Impairment of mucosal immunity by parenteral nutrition: depressed nasotracheal influenza-specific secretory IgA levels and transport in parenterally fed mice

Autor: Brock K. King, R. C. Dewitt, Kenneth A. Kudsk, Yong Wu, Kathryn B. Renegar
Rok vydání: 2001
Předmět:
Zdroj: Annals of surgery. 233(1)
ISSN: 0003-4932
Popis: Our work has implicated diet-induced changes in mucosal defenses as a factor in the increased incidence of pneumonia seen with parenteral feeding. 1,2 These defenses include nonspecific immune defenses such as lactoferrin, peroxidases, defensins, and other inhibitory substances of bacterial growth as well as specific defenses. 3 Specific immunity is primarily due to IgA, which is produced by immune cells within the lamina propria and transported across the mucosal epithelia by secretory component (SC). 4 B and T cells producing and controlling IgA production are sensitized to luminal antigens within the Peyer’s patches of the gut-associated lymphoid tissue (GALT), although an upper respiratory site, the nasal-associated lymphoid tissue, appears active in some animal species. 5 The sensitized cells ultimately home to the lamina propria of both intestinal and extraintestinal sites (e.g., respiratory tract), where they produce antigen-specific IgA. IgA is transported into the mucosal secretions to coat and protect moist mucosal surfaces by neutralizing or otherwise preventing attachment and infection by viruses and bacteria. 5–8 Our work has demonstrated significant defects in specific mucosal immunity during parenteral nutrition (TPN). 9 TPN downregulates the entire system by reducing numbers of both B and T cells within all GALT compartments and lowering secretory IgA levels throughout the mucosal immune system. 9,10 Reduction of the intestinal Th2-type IgA-stimulating cytokines, interleukin 4 (IL-4) and interleukin 10, with intravenous TPN correlates with reduced luminal IgA levels. 11 These changes may explain the increase in intestinal bacterial translocation and the loss of established respiratory antiviral 12 and antibacterial 13 defenses in TPN-fed animals.
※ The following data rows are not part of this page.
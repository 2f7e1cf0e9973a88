//! Keeps permalink links and their legacy aliases in step with build events.
//!
//! Two duties, both driven from [`LegacyLinkSynchronizer`]:
//!
//! - on start, write the legacy links in the job root ([`legacy`]);
//! - on completion or deletion, repair every permalink link in the builds
//!   directory to match the resolver ([`refresh`]).
//!
//! Nothing here returns an error to the dispatcher. Each failing filesystem
//! call is logged and the remaining work carries on; the next event for the
//! job repairs whatever was left stale.

pub mod legacy;
pub mod refresh;

#[cfg(test)]
pub(crate) mod fakes;

pub use legacy::create_legacy_links;
pub use refresh::{refresh, RefreshReport};

use crate::lifecycle::{NullListener, RunListener, TaskListener};
use crate::model::{Build, Job};
use crate::ports::{LinkFs, PermalinkResolver};

/// Lifecycle handler that maintains legacy links and permalink links.
///
/// Holds no state of its own, so one instance can serve any number of jobs.
/// Events for the same job are expected to arrive one at a time.
pub struct LegacyLinkSynchronizer<'a> {
    links: &'a dyn LinkFs,
    resolver: &'a dyn PermalinkResolver,
}

impl<'a> LegacyLinkSynchronizer<'a> {
    /// Runs after handlers at the default ordinal, so the resolver has
    /// already absorbed the event when reconciliation reads it.
    pub const ORDINAL: i32 = -100;

    /// Creates a synchronizer over the given link primitive and resolver.
    #[must_use]
    pub fn new(links: &'a dyn LinkFs, resolver: &'a dyn PermalinkResolver) -> Self {
        Self { links, resolver }
    }
}

impl RunListener for LegacyLinkSynchronizer<'_> {
    fn ordinal(&self) -> i32 {
        Self::ORDINAL
    }

    fn on_started(&self, job: &Job, _build: &Build, listener: &mut dyn TaskListener) {
        create_legacy_links(self.links, job, listener);
    }

    fn on_completed(&self, job: &Job, _build: &Build, listener: &mut dyn TaskListener) {
        refresh(self.links, self.resolver, job, listener);
    }

    fn on_deleted(&self, job: &Job, _build: &Build) {
        refresh(self.links, self.resolver, job, &mut NullListener);
    }
}

#[cfg(test)]
mod tests {
    use std::path::PathBuf;

    use chrono::Utc;

    use super::fakes::{FixedResolver, MemLinkFs};
    use super::*;
    use crate::lifecycle::{ListenerRegistry, StreamListener};
    use crate::model::{BuildNumber, Permalink};

    #[test]
    fn started_writes_legacy_links_only() {
        let job = Job::new("p", "/j/p");
        let links = MemLinkFs::with_dirs(&[&job.root_dir, &job.builds_dir]);
        let resolver = FixedResolver::new(&[(Permalink::LAST_STABLE, Some(1))]);
        let sync = LegacyLinkSynchronizer::new(&links, &resolver);

        sync.on_started(&job, &Build::started(BuildNumber(1), Utc::now()), &mut NullListener);

        assert_eq!(links.link(&job.root_dir.join("lastStable")).as_deref(), Some("builds/lastStableBuild"));
        assert_eq!(
            links.link(&job.root_dir.join("lastSuccessful")).as_deref(),
            Some("builds/lastSuccessfulBuild")
        );
        assert_eq!(links.link(&job.permalink_path(Permalink::LAST_STABLE)), None);
    }

    #[test]
    fn completed_and_deleted_both_reconcile() {
        let job = Job::new("p", "/j/p");
        let links = MemLinkFs::with_dirs(&[&job.root_dir, &job.builds_dir]);
        let resolver = FixedResolver::new(&[(Permalink::LAST_STABLE, Some(2))]);
        let sync = LegacyLinkSynchronizer::new(&links, &resolver);
        let build = Build::started(BuildNumber(2), Utc::now());

        sync.on_completed(&job, &build, &mut NullListener);
        assert_eq!(links.link(&job.permalink_path(Permalink::LAST_STABLE)).as_deref(), Some("2"));

        resolver.set(Permalink::LAST_STABLE, Some(1));
        sync.on_deleted(&job, &build);
        assert_eq!(links.link(&job.permalink_path(Permalink::LAST_STABLE)).as_deref(), Some("1"));
    }

    #[test]
    fn registers_after_default_handlers() {
        let job = Job::new("p", "/j/p");
        let links = MemLinkFs::with_dirs(&[&PathBuf::from("/j/p"), &job.builds_dir]);
        let resolver = FixedResolver::new(&[]);
        let mut registry = ListenerRegistry::new();
        registry.register(LegacyLinkSynchronizer::new(&links, &resolver));
        assert_eq!(registry.len(), 1);

        let mut console = StreamListener::new(Vec::new());
        registry.fire_started(&job, &Build::started(BuildNumber(1), Utc::now()), &mut console);
        assert!(links.link(&job.root_dir.join("lastStable")).is_some());
        assert_eq!(LegacyLinkSynchronizer::ORDINAL, -100);
    }
}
Although it is tempting to attribute the lowered respiratory and gastrointestinal mucosal secretory IgA levels solely to TPN-induced loss of GALT cell mass, impaired transport by the epithelial cell itself is possible, because parenteral feeding produces mucosal atrophy and changes in cytokine production that could alter epithelial transport function. 14 This study investigates the mucosal transport of intravenously administered polymeric IgA (pIgA) in parenterally fed mice using the selective transport index (STI) and the ability of intravenously administered influenza-specific monoclonal pIgA to reverse TPN-induced impairments in antiinfluenza respiratory mucosal immunity.